COVID-19 factors in to declines through second quarter for Volvo CE
The global pandemic took a big bite out of Volvo Construction Equipment's financial results in the second quarter of 2020, sending sales down 14 percent even with a solid rebound in the company's key Chinese market.
The Sweden-based company reported net sales of SEK 22,786 M in Q2, down from 26,814 M in 2019. It reported a reduced operating income of 3,108 M, a drop from the 4,153 M reported in the same period during 2019.
However, there were some positive indicators in the quarter, including an increase in order intake of 11 percent; the company said this increase was driven by demand for machines in the SDLG brand, which saw an increase of 31 percent. While most factories in the Americas and Europe were shut down for a period of time during the quarter, deliveries ticked up by 8 percent.
European and North American markets, measured in units, slid by 22 percent, while the Asian market saw a reduction of 21 percent. China, however, recovered strongly and had increased 13 percent at the end of May. South America was also into positive territory at an 8 percent increase.
"While demand for construction equipment in both Europe and North America was weak during the second quarter we were able to leverage our strong position in China, which rebounded strongly in the period," commented Melker Jernberg, Head of Volvo Construction Equipment. "This is allowing us to act from a position of relative strength and to drive transformational technologies that are moving our industry to more sustainable solutions. We are continuing to invest in electrification, automation and connectivity."
Volvo CE's parent company, the Volvo Group, reported a net sale decrease of 38 percent worldwide.

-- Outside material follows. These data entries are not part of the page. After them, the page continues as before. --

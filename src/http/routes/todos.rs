use std::sync::Arc;

use axum::extract::rejection::JsonRejection;
use axum::extract::{Path, State};
use axum::routing::{get, patch};
use axum::{Json, Router};

use crate::domain::store::TodoStore;
use crate::domain::todo::{CreateTodo, Todo, TodoId, UpdateTodo};
use crate::http::types::{ServiceFault, StatusBody, success};

pub struct AppState<S> {
    pub store: Arc<S>,
}

impl<S> Clone for AppState<S> {
    fn clone(&self) -> Self {
        Self { store: self.store.clone() }
    }
}

pub fn router<S: TodoStore>(state: AppState<S>) -> Router {
    Router::new()
        .route("/todos", get(list_todos::<S>).post(create_todo::<S>))
        .route("/todos/:id", patch(update_todo::<S>).delete(delete_todo::<S>))
        .with_state(state)
}

async fn list_todos<S: TodoStore>(
    State(state): State<AppState<S>>,
) -> Result<Json<Vec<Todo>>, ServiceFault> {
    let todos = state.store.list().await?;
    Ok(Json(todos))
}

async fn create_todo<S: TodoStore>(
    State(state): State<AppState<S>>,
    payload: Result<Json<CreateTodo>, JsonRejection>,
) -> Result<Json<StatusBody>, ServiceFault> {
    // A body that does not decode counts as a server-side fault, matching
    // the surface's catch-all contract.
    let Json(body) = payload.map_err(|rej| ServiceFault(rej.to_string()))?;
    state.store.create(&body.title).await?;
    Ok(success())
}

async fn update_todo<S: TodoStore>(
    State(state): State<AppState<S>>,
    Path(id): Path<u64>,
    payload: Result<Json<UpdateTodo>, JsonRejection>,
) -> Result<Json<StatusBody>, ServiceFault> {
    let Json(body) = payload.map_err(|rej| ServiceFault(rej.to_string()))?;
    state.store.update(TodoId(id), &body.title).await?;
    Ok(success())
}

async fn delete_todo<S: TodoStore>(
    State(state): State<AppState<S>>,
    Path(id): Path<u64>,
) -> Result<Json<StatusBody>, ServiceFault> {
    state.store.delete(TodoId(id)).await?;
    Ok(success())
}
use anyhow::Result;
use crossterm::{
    event::{self, DisableMouseCapture, EnableMouseCapture, Event, KeyCode, KeyEventKind},
    execute,
    terminal::{EnterAlternateScreen, LeaveAlternateScreen, disable_raw_mode, enable_raw_mode},
};
use ratatui::{
    Terminal,
    backend::CrosstermBackend,
    layout::{Constraint, Direction, Layout},
    style::{Color, Modifier, Style},
    widgets::{Block, Borders, List, ListItem, ListState, Paragraph},
};

use todo_sync::application::view_model::{TodoViewModel, ViewState};
use todo_sync::config::Config;
use todo_sync::infrastructure::memory_store::{MemoryStore, SEED_TITLES};

#[tokio::main]
async fn main() -> Result<()> {
    let _ = dotenvy::dotenv();
    let config = Config::from_env()?;
    let store = MemoryStore::seeded(SEED_TITLES)
        .with_latency(config.latency)
        .with_faults(config.faults);
    let vm = TodoViewModel::new(store);

    // Terminal setup
    enable_raw_mode()?;
    let mut stdout = std::io::stdout();
    execute!(stdout, EnterAlternateScreen, EnableMouseCapture)?;
    let backend = CrosstermBackend::new(stdout);
    let mut terminal = Terminal::new(backend)?;

    let res = run_app(&mut terminal, vm).await;

    // Restore terminal
    disable_raw_mode()?;
    execute!(terminal.backend_mut(), LeaveAlternateScreen, DisableMouseCapture)?;
    terminal.show_cursor()?;

    res
}

#[derive(Clone, Copy, PartialEq, Eq)]
enum Focus {
    Browse,
    Input,
}

struct App {
    vm: TodoViewModel<MemoryStore>,
    selected: usize,
    list_state: ListState,
    focus: Focus,
}

impl App {
    fn clamp_selection(&mut self) {
        let len = self.vm.todos().len();
        if len == 0 {
            self.selected = 0;
            self.list_state.select(None);
        } else {
            if self.selected >= len {
                self.selected = len - 1;
            }
            self.list_state.select(Some(self.selected));
        }
    }
}

async fn run_app(
    terminal: &mut Terminal<CrosstermBackend<std::io::Stdout>>,
    vm: TodoViewModel<MemoryStore>,
) -> Result<()> {
    let mut app = App { vm, selected: 0, list_state: ListState::default(), focus: Focus::Browse };
    app.vm.refresh().await;
    app.clamp_selection();

    loop {
        terminal.draw(|f| {
            let chunks = Layout::default()
                .direction(Direction::Vertical)
                .constraints([
                    Constraint::Length(3),
                    Constraint::Min(1),
                    Constraint::Length(3),
                ])
                .split(f.size());

            let header = Paragraph::new(
                "Todos (n: new, e: edit, d: remove, r: refresh, q: quit)  |  Input: type title, Enter to save, Esc to cancel",
            )
            .block(Block::default().borders(Borders::ALL).title("todo-sync"));
            f.render_widget(header, chunks[0]);

            match app.vm.state() {
                ViewState::Loading => {
                    let loading = Paragraph::new("Loading...")
                        .block(Block::default().borders(Borders::ALL).title("todos"));
                    f.render_widget(loading, chunks[1]);
                }
                ViewState::Error(message) => {
                    let error = Paragraph::new(format!("Error: {message}\n\nPress r to retry."))
                        .style(Style::default().fg(Color::Red))
                        .block(Block::default().borders(Borders::ALL).title("error"));
                    f.render_widget(error, chunks[1]);
                }
                ViewState::Idle | ViewState::Editing(_) => {
                    let items: Vec<ListItem> = app
                        .vm
                        .todos()
                        .iter()
                        .map(|t| ListItem::new(format!("{} - {}", t.id, t.title)))
                        .collect();
                    if app.vm.todos().is_empty() {
                        app.list_state.select(None);
                    } else {
                        app.list_state.select(Some(app.selected));
                    }
                    let list = List::new(items)
                        .block(Block::default().borders(Borders::ALL).title("todos"))
                        .highlight_style(
                            Style::default()
                                .fg(Color::Cyan)
                                .add_modifier(Modifier::BOLD | Modifier::REVERSED),
                        )
                        .highlight_symbol(">> ");
                    f.render_stateful_widget(list, chunks[1], &mut app.list_state);
                }
            }

            let caption = if app.vm.is_editing() { "Update" } else { "Create" };
            let disabled = if app.vm.can_submit() { "" } else { "  [disabled: empty title]" };
            let footer_text = match app.focus {
                Focus::Browse => format!("[{caption}] {}", app.vm.input()),
                Focus::Input => format!("[{caption}] {}_{disabled}", app.vm.input()),
            };
            let footer = Paragraph::new(footer_text).block(
                Block::default()
                    .borders(Borders::ALL)
                    .title(if app.vm.is_editing() { "edit" } else { "input" }),
            );
            f.render_widget(footer, chunks[2]);
        })?;

        if let Event::Key(key) = event::read()? {
            // Only act on key presses; ignore repeats and releases to prevent duplicate input
            if key.kind != KeyEventKind::Press {
                continue;
            }
            match app.focus {
                Focus::Browse => match key.code {
                    KeyCode::Char('q') => break,
                    KeyCode::Up => {
                        if app.selected > 0 {
                            app.selected -= 1;
                        }
                    }
                    KeyCode::Down => {
                        if app.selected + 1 < app.vm.todos().len() {
                            app.selected += 1;
                        }
                    }
                    KeyCode::Char('n') => {
                        if app.vm.state() == ViewState::Idle {
                            app.focus = Focus::Input;
                        }
                    }
                    KeyCode::Char('e') => {
                        if let Some(todo) = app.vm.todos().get(app.selected) {
                            let id = todo.id;
                            app.vm.begin_edit(id);
                            if app.vm.is_editing() {
                                app.focus = Focus::Input;
                            }
                        }
                    }
                    KeyCode::Char('d') => {
                        if let Some(todo) = app.vm.todos().get(app.selected) {
                            let id = todo.id;
                            app.vm.remove(id).await;
                            if app.selected > 0 {
                                app.selected -= 1;
                            }
                            app.clamp_selection();
                        }
                    }
                    KeyCode::Char('r') => {
                        app.vm.refresh().await;
                        app.clamp_selection();
                    }
                    _ => {}
                },
                Focus::Input => match key.code {
                    KeyCode::Esc => {
                        app.vm.cancel_edit();
                        app.focus = Focus::Browse;
                    }
                    KeyCode::Enter => {
                        app.vm.submit().await;
                        app.clamp_selection();
                        app.focus = Focus::Browse;
                    }
                    KeyCode::Backspace => app.vm.pop_input(),
                    KeyCode::Char(c) => app.vm.push_input(c),
                    _ => {}
                },
            }
        }
    }
    Ok(())
}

"The second quarter of 2020 was characterized by the COVID-19 pandemic and its negative effects on society and economic development. Measures adopted by countries to control the spread had a significant impact on our production and supply chain as well as on demand for our products and services. Our net sales decreased by 39 percent to SEK 73.2 billion. After having been standing still in April, production was gradually restarted in May and is currently running well thanks to great efforts by our colleagues and suppliers. We also took forceful actions to reduce activities and costs, including salary reductions, temporary layoffs as part of governmental programs and a reduction of purchased services. All of these activities contributed to the Volvo Group achieving an adjusted operating income of SEK 3.3 billion (15.1) with a margin of 4.5 percent (12.5)," said Martin Lundstedt, President and CEO.